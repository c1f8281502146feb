//! Command implementations for the confedit CLI
//!
//! Each command parses its arguments into library types and delegates to
//! confedit-core, then prints a single JSON report on stdout.

pub mod file;
pub mod var;

use anyhow::Result;
use confedit_core::{EnsureRequest, Node, State};
use serde::Serialize;

/// Build a request from raw CLI strings. The state is validated before the
/// value so that a bad state is reported first.
fn request(key: &str, value: Option<&str>, state: &str) -> Result<EnsureRequest> {
    let state: State = state.parse()?;
    let value = value.map(Node::from_literal);
    Ok(EnsureRequest::new(key, value, state)?)
}

/// The matched value is only reported for `check`.
fn reported_value(request: &EnsureRequest, matched: Option<Node>) -> Option<Node> {
    match request.state() {
        State::Check => matched,
        State::Present | State::Absent => None,
    }
}

fn print_report(report: &impl Serialize) -> Result<()> {
    println!("{}", serde_json::to_string_pretty(report)?);
    Ok(())
}
//! Path expressions.
//!
//! Copyright (c) 2025 Posit, PBC
//!
//! A path expression such as `config.person[3]` addresses one node of a
//! document. It is a dot-separated list of tokens; a token is a mapping key,
//! optionally followed by one or more bracketed signed indices:
//!
//! ```text
//! config.person[3]   -> Key("config"), Key("person"), Index(3)
//! lists[-1]          -> Key("lists"), Index(-1)
//! matrix[0][1]       -> Key("matrix"), Index(0), Index(1)
//! ```
//!
//! Parsing is permissive: characters outside `[a-zA-Z0-9_\-.\[\]]` are
//! silently dropped before tokenizing, and a token whose brackets do not hold
//! an integer is kept whole as a key.

use std::fmt;
use std::str::FromStr;

use once_cell::sync::Lazy;
use regex::Regex;

use crate::error::{Error, Result};
use crate::node::Node;

/// `name[idx][idx]...`; group 1 is the (possibly empty) name, group 2 the
/// bracket run.
static INDEXED_TOKEN: Lazy<Regex> =
    Lazy::new(|| Regex::new(r"^([^\[\]]*)((?:\[-?[0-9]+\])+)$").unwrap());

static BRACKETED_INDEX: Lazy<Regex> = Lazy::new(|| Regex::new(r"\[(-?[0-9]+)\]").unwrap());

/// One step of a path.
#[derive(Debug, Clone, PartialEq, Eq, Hash)]
pub enum Segment {
    /// Selects a mapping entry.
    Key(String),

    /// Selects a sequence element. Negative values count from the end; when
    /// mutating, `-1` means "append".
    Index(i64),
}

impl Segment {
    pub fn as_key(&self) -> Option<&str> {
        match self {
            Segment::Key(k) => Some(k),
            Segment::Index(_) => None,
        }
    }

    pub fn as_index(&self) -> Option<i64> {
        match self {
            Segment::Index(i) => Some(*i),
            Segment::Key(_) => None,
        }
    }
}

impl fmt::Display for Segment {
    fn fmt(&self, f: &mut fmt::Formatter<'_>) -> fmt::Result {
        match self {
            Segment::Key(k) => write!(f, "{}", k),
            Segment::Index(i) => write!(f, "[{}]", i),
        }
    }
}

/// A parsed path expression.
#[derive(Debug, Clone, Default, PartialEq, Eq, Hash)]
pub struct Path {
    segments: Vec<Segment>,
}

impl Path {
    /// Build a path directly from segments.
    pub fn from_segments(segments: Vec<Segment>) -> Self {
        Self { segments }
    }

    /// Parse a path expression.
    ///
    /// Fails with [`Error::MalformedPath`] only when nothing addressable is
    /// left after sanitizing (for example an empty string or `"..."`).
    pub fn parse(expr: &str) -> Result<Path> {
        let clean = sanitize(expr);
        let mut segments = Vec::new();
        for token in clean.split('.').filter(|t| !t.is_empty()) {
            push_token(token, &mut segments);
        }
        if segments.is_empty() {
            return Err(Error::MalformedPath(expr.to_string()));
        }
        Ok(Path { segments })
    }

    /// Parse a path expression against a specific document root.
    ///
    /// When the root is a sequence a bare numeric first token (`2`, `-1`)
    /// addresses an element rather than a key.
    pub fn parse_for(expr: &str, root: &Node) -> Result<Path> {
        let mut path = Path::parse(expr)?;
        if root.is_sequence() {
            if let Some(Segment::Key(first)) = path.segments.first() {
                if let Ok(index) = first.parse::<i64>() {
                    path.segments[0] = Segment::Index(index);
                }
            }
        }
        Ok(path)
    }

    pub fn segments(&self) -> &[Segment] {
        &self.segments
    }

    pub fn len(&self) -> usize {
        self.segments.len()
    }

    pub fn is_empty(&self) -> bool {
        self.segments.is_empty()
    }
}

impl FromStr for Path {
    type Err = Error;

    fn from_str(s: &str) -> Result<Self> {
        Path::parse(s)
    }
}

impl fmt::Display for Path {
    fn fmt(&self, f: &mut fmt::Formatter<'_>) -> fmt::Result {
        for (i, segment) in self.segments.iter().enumerate() {
            if i > 0 && matches!(segment, Segment::Key(_)) {
                write!(f, ".")?;
            }
            write!(f, "{}", segment)?;
        }
        Ok(())
    }
}

/// Drop every character outside `[a-zA-Z0-9_\-.\[\]]`.
pub fn sanitize(expr: &str) -> String {
    expr.chars()
        .filter(|c| c.is_ascii_alphanumeric() || matches!(c, '_' | '-' | '.' | '[' | ']'))
        .collect()
}

fn push_token(token: &str, segments: &mut Vec<Segment>) {
    let Some(caps) = INDEXED_TOKEN.captures(token) else {
        segments.push(Segment::Key(token.to_string()));
        return;
    };

    let name = &caps[1];
    let mut indices = Vec::new();
    for index in BRACKETED_INDEX.captures_iter(&caps[2]) {
        match index[1].parse::<i64>() {
            Ok(i) => indices.push(Segment::Index(i)),
            // Does not fit in an i64; treat the whole token as a key.
            Err(_) => {
                segments.push(Segment::Key(token.to_string()));
                return;
            }
        }
    }

    if !name.is_empty() {
        segments.push(Segment::Key(name.to_string()));
    }
    segments.extend(indices);
}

========================================================================

» **Exercise aim**
Output each record precisely as written.

» **Solution to this exercise**
repository c1f8281502146feb
//! Command implementations for the confedit CLI
//!
//! Each command parses its arguments into library types and delegates to
//! confedit-core, then prints a single JSON report on stdout.

pub mod file;
pub mod var;

use anyhow::Result;
use confedit_core::{EnsureRequest, Node, State};
use serde::Serialize;

/// Build a request from raw CLI strings. The state is validated before the
/// value so that a bad state is reported first.
fn request(key: &str, value: Option<&str>, state: &str) -> Result<EnsureRequest> {
    let state: State = state.parse()?;
    let value = value.map(Node::from_literal);
    Ok(EnsureRequest::new(key, value, state)?)
}

/// The matched value is only reported for `check`.
fn reported_value(request: &EnsureRequest, matched: Option<Node>) -> Option<Node> {
    match request.state() {
        State::Check => matched,
        State::Present | State::Absent => None,
    }
}

fn print_report(report: &impl Serialize) -> Result<()> {
    println!("{}", serde_json::to_string_pretty(report)?);
    Ok(())
}
//! Path expressions.
//!
//! Copyright (c) 2025 Posit, PBC
//!
//! A path expression such as `config.person[3]` addresses one node of a
//! document. It is a dot-separated list of tokens; a token is a mapping key,
//! optionally followed by one or more bracketed signed indices:
//!
//! ```text
//! config.person[3]   -> Key("config"), Key("person"), Index(3)
//! lists[-1]          -> Key("lists"), Index(-1)
//! matrix[0][1]       -> Key("matrix"), Index(0), Index(1)
//! ```
//!
//! Parsing is permissive: characters outside `[a-zA-Z0-9_\-.\[\]]` are
//! silently dropped before tokenizing, and a token whose brackets do not hold
//! an integer is kept whole as a key.

use std::fmt;
use std::str::FromStr;

use once_cell::sync::Lazy;
use regex::Regex;

use crate::error::{Error, Result};
use crate::node::Node;

/// `name[idx][idx]...`; group 1 is the (possibly empty) name, group 2 the
/// bracket run.
static INDEXED_TOKEN: Lazy<Regex> =
    Lazy::new(|| Regex::new(r"^([^\[\]]*)((?:\[-?[0-9]+\])+)$").unwrap());

static BRACKETED_INDEX: Lazy<Regex> = Lazy::new(|| Regex::new(r"\[(-?[0-9]+)\]").unwrap());

/// One step of a path.
#[derive(Debug, Clone, PartialEq, Eq, Hash)]
pub enum Segment {
    /// Selects a mapping entry.
    Key(String),

    /// Selects a sequence element. Negative values count from the end; when
    /// mutating, `-1` means "append".
    Index(i64),
}

impl Segment {
    pub fn as_key(&self) -> Option<&str> {
        match self {
            Segment::Key(k) => Some(k),
            Segment::Index(_) => None,
        }
    }

    pub fn as_index(&self) -> Option<i64> {
        match self {
            Segment::Index(i) => Some(*i),
            Segment::Key(_) => None,
        }
    }
}

impl fmt::Display for Segment {
    fn fmt(&self, f: &mut fmt::Formatter<'_>) -> fmt::Result {
        match self {
            Segment::Key(k) => write!(f, "{}", k),
            Segment::Index(i) => write!(f, "[{}]", i),
        }
    }
}

/// A parsed path expression.
#[derive(Debug, Clone, Default, PartialEq, Eq, Hash)]
pub struct Path {
    segments: Vec<Segment>,
}

impl Path {
    /// Build a path directly from segments.
    pub fn from_segments(segments: Vec<Segment>) -> Self {
        Self { segments }
    }

    /// Parse a path expression.
    ///
    /// Fails with [`Error::MalformedPath`] only when nothing addressable is
    /// left after sanitizing (for example an empty string or `"..."`).
    pub fn parse(expr: &str) -> Result<Path> {
        let clean = sanitize(expr);
        let mut segments = Vec::new();
        for token in clean.split('.').filter(|t| !t.is_empty()) {
            push_token(token, &mut segments);
        }
        if segments.is_empty() {
            return Err(Error::MalformedPath(expr.to_string()));
        }
        Ok(Path { segments })
    }

    /// Parse a path expression against a specific document root.
    ///
    /// When the root is a sequence a bare numeric first token (`2`, `-1`)
    /// addresses an element rather than a key.
    pub fn parse_for(expr: &str, root: &Node) -> Result<Path> {
        let mut path = Path::parse(expr)?;
        if root.is_sequence() {
            if let Some(Segment::Key(first)) = path.segments.first() {
                if let Ok(index) = first.parse::<i64>() {
                    path.segments[0] = Segment::Index(index);
                }
            }
        }
        Ok(path)
    }

    pub fn segments(&self) -> &[Segment] {
        &self.segments
    }

    pub fn len(&self) -> usize {
        self.segments.len()
    }

    pub fn is_empty(&self) -> bool {
        self.segments.is_empty()
    }
}

impl FromStr for Path {
    type Err = Error;

    fn from_str(s: &str) -> Result<Self> {
        Path::parse(s)
    }
}

impl fmt::Display for Path {
    fn fmt(&self, f: &mut fmt::Formatter<'_>) -> fmt::Result {
        for (i, segment) in self.segments.iter().enumerate() {
            if i > 0 && matches!(segment, Segment::Key(_)) {
                write!(f, ".")?;
            }
            write!(f, "{}", segment)?;
        }
        Ok(())
    }
}

/// Drop every character outside `[a-zA-Z0-9_\-.\[\]]`.
pub fn sanitize(expr: &str) -> String {
    expr.chars()
        .filter(|c| c.is_ascii_alphanumeric() || matches!(c, '_' | '-' | '.' | '[' | ']'))
        .collect()
}

fn push_token(token: &str, segments: &mut Vec<Segment>) {
    let Some(caps) = INDEXED_TOKEN.captures(token) else {
        segments.push(Segment::Key(token.to_string()));
        return;
    };

    let name = &caps[1];
    let mut indices = Vec::new();
    for index in BRACKETED_INDEX.captures_iter(&caps[2]) {
        match index[1].parse::<i64>() {
            Ok(i) => indices.push(Segment::Index(i)),
            // Does not fit in an i64; treat the whole token as a key.
            Err(_) => {
                segments.push(Segment::Key(token.to_string()));
                return;
            }
        }
    }

    if !name.is_empty() {
        segments.push(Segment::Key(name.to_string()));
    }
    segments.extend(indices);
}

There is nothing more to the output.